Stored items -
use std::net::SocketAddr;
use std::num::NonZeroU16;
use std::pin::Pin;
use std::sync::Arc;
use std::task::{Context, Poll};
use std::time::Duration;

use bytestring::ByteString;
use futures::{SinkExt, StreamExt};
use tokio::io::{AsyncRead, AsyncWrite};
use tokio_util::codec::Framed;

use fabmq_codec::v3::{Codec, Connect, ConnectAck, ConnectAckReason, Packet, SubscribeReturnCode};
use fabmq_codec::{Publish, QoS};

use crate::error::MqttError;
use crate::{Builder, Error, Result};

/// One framed MQTT v3 connection.
pub struct MqttStream<Io> {
    pub io: Framed<Io, Codec>,
    pub remote_addr: SocketAddr,
    pub cfg: Arc<Builder>,
}

impl<Io> MqttStream<Io>
where
    Io: AsyncRead + AsyncWrite + Unpin,
{
    pub fn new(io: Io, remote_addr: SocketAddr, cfg: Arc<Builder>) -> Self {
        MqttStream { io: Framed::new(io, Codec::new(cfg.max_packet_size)), remote_addr, cfg }
    }

    /// Switch PUBLISH frames in both directions to the bridge format.
    #[inline]
    pub fn set_bridge(&mut self, bridge: bool) {
        self.io.codec_mut().set_bridge(bridge);
    }

    #[inline]
    pub fn is_bridge(&self) -> bool {
        self.io.codec().is_bridge()
    }

    #[inline]
    pub async fn send_disconnect(&mut self) -> Result<()> {
        self.send(Packet::Disconnect).await
    }

    #[inline]
    pub async fn send_publish(&mut self, publish: Publish) -> Result<()> {
        self.send(Packet::Publish(publish)).await
    }

    #[inline]
    pub async fn send_publish_ack(&mut self, packet_id: NonZeroU16) -> Result<()> {
        self.send(Packet::PublishAck { packet_id }).await
    }

    #[inline]
    pub async fn send_publish_received(&mut self, packet_id: NonZeroU16) -> Result<()> {
        self.send(Packet::PublishReceived { packet_id }).await
    }

    #[inline]
    pub async fn send_publish_release(&mut self, packet_id: NonZeroU16) -> Result<()> {
        self.send(Packet::PublishRelease { packet_id }).await
    }

    #[inline]
    pub async fn send_publish_complete(&mut self, packet_id: NonZeroU16) -> Result<()> {
        self.send(Packet::PublishComplete { packet_id }).await
    }

    #[inline]
    pub async fn send_subscribe(
        &mut self,
        packet_id: NonZeroU16,
        topic_filters: Vec<(ByteString, QoS)>,
    ) -> Result<()> {
        self.send(Packet::Subscribe { packet_id, topic_filters }).await
    }

    #[inline]
    pub async fn send_subscribe_ack(&mut self, packet_id: NonZeroU16, status: Vec<SubscribeReturnCode>) -> Result<()> {
        self.send(Packet::SubscribeAck { packet_id, status }).await
    }

    #[inline]
    pub async fn send_unsubscribe(&mut self, packet_id: NonZeroU16, topic_filters: Vec<ByteString>) -> Result<()> {
        self.send(Packet::Unsubscribe { packet_id, topic_filters }).await
    }

    #[inline]
    pub async fn send_unsubscribe_ack(&mut self, packet_id: NonZeroU16) -> Result<()> {
        self.send(Packet::UnsubscribeAck { packet_id }).await
    }

    #[inline]
    pub async fn send_connect(&mut self, connect: Connect) -> Result<()> {
        self.send(Packet::Connect(Box::new(connect))).await
    }

    #[inline]
    pub async fn send_connect_ack(&mut self, return_code: ConnectAckReason, session_present: bool) -> Result<()> {
        self.send(Packet::ConnectAck(ConnectAck { session_present, return_code })).await
    }

    #[inline]
    pub async fn send_ping_request(&mut self) -> Result<()> {
        self.send(Packet::PingRequest).await
    }

    #[inline]
    pub async fn send_ping_response(&mut self) -> Result<()> {
        self.send(Packet::PingResponse).await
    }

    #[inline]
    pub async fn send(&mut self, packet: Packet) -> Result<()> {
        let send_timeout = self.cfg.send_timeout;
        if send_timeout.is_zero() {
            self.io.send(packet).await.map_err(MqttError::Encode)?;
        } else {
            match tokio::time::timeout(send_timeout, self.io.send(packet)).await {
                Ok(Ok(())) => {}
                Ok(Err(e)) => return Err(MqttError::Encode(e).into()),
                Err(_) => return Err(MqttError::WriteTimeout.into()),
            }
        }
        Ok(())
    }

    #[inline]
    pub async fn flush(&mut self) -> Result<()> {
        let send_timeout = self.cfg.send_timeout;
        if send_timeout.is_zero() {
            self.io.flush().await.map_err(MqttError::Encode)?;
        } else {
            match tokio::time::timeout(send_timeout, self.io.flush()).await {
                Ok(Ok(())) => {}
                Ok(Err(e)) => return Err(MqttError::Encode(e).into()),
                Err(_) => return Err(MqttError::FlushTimeout.into()),
            }
        }
        Ok(())
    }

    #[inline]
    pub async fn close(&mut self) -> Result<()> {
        let send_timeout = self.cfg.send_timeout;
        if send_timeout.is_zero() {
            self.io.close().await.map_err(MqttError::Encode)?;
        } else {
            match tokio::time::timeout(send_timeout, self.io.close()).await {
                Ok(Ok(())) => {}
                Ok(Err(e)) => return Err(MqttError::Encode(e).into()),
                Err(_) => return Err(MqttError::CloseTimeout.into()),
            }
        }
        Ok(())
    }

    /// `Ok(None)` when the peer closed the transport.
    #[inline]
    pub async fn recv(&mut self, tm: Duration) -> Result<Option<Packet>> {
        match tokio::time::timeout(tm, self.next()).await {
            Ok(Some(Ok(msg))) => Ok(Some(msg)),
            Ok(Some(Err(e))) => Err(e),
            Ok(None) => Ok(None),
            Err(_) => Err(MqttError::ReadTimeout.into()),
        }
    }

    #[inline]
    pub async fn recv_connect(&mut self, tm: Duration) -> Result<Box<Connect>> {
        match self.recv(tm).await? {
            Some(Packet::Connect(connect)) => Ok(connect),
            Some(p) => Err(MqttError::UnexpectedPacket(p.packet_type()).into()),
            None => Err(MqttError::Closed.into()),
        }
    }
}

impl<Io> futures::Stream for MqttStream<Io>
where
    Io: AsyncRead + Unpin,
{
    type Item = Result<Packet>;

    fn poll_next(mut self: Pin<&mut Self>, cx: &mut Context<'_>) -> Poll<Option<Self::Item>> {
        let next = Pin::new(&mut self.io).poll_next(cx);
        Poll::Ready(match futures::ready!(next) {
            Some(Ok(packet)) => Some(Ok(packet)),
            Some(Err(e)) => Some(Err(Error::from(MqttError::Decode(e)))),
            None => None,
        })
    }
}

What is required -
The job here is to find each line above with the word "AsyncRead" and copy it.

Response to this exercise -
use tokio::io::{AsyncRead, AsyncWrite};
    Io: AsyncRead + AsyncWrite + Unpin,
    Io: AsyncRead + Unpin,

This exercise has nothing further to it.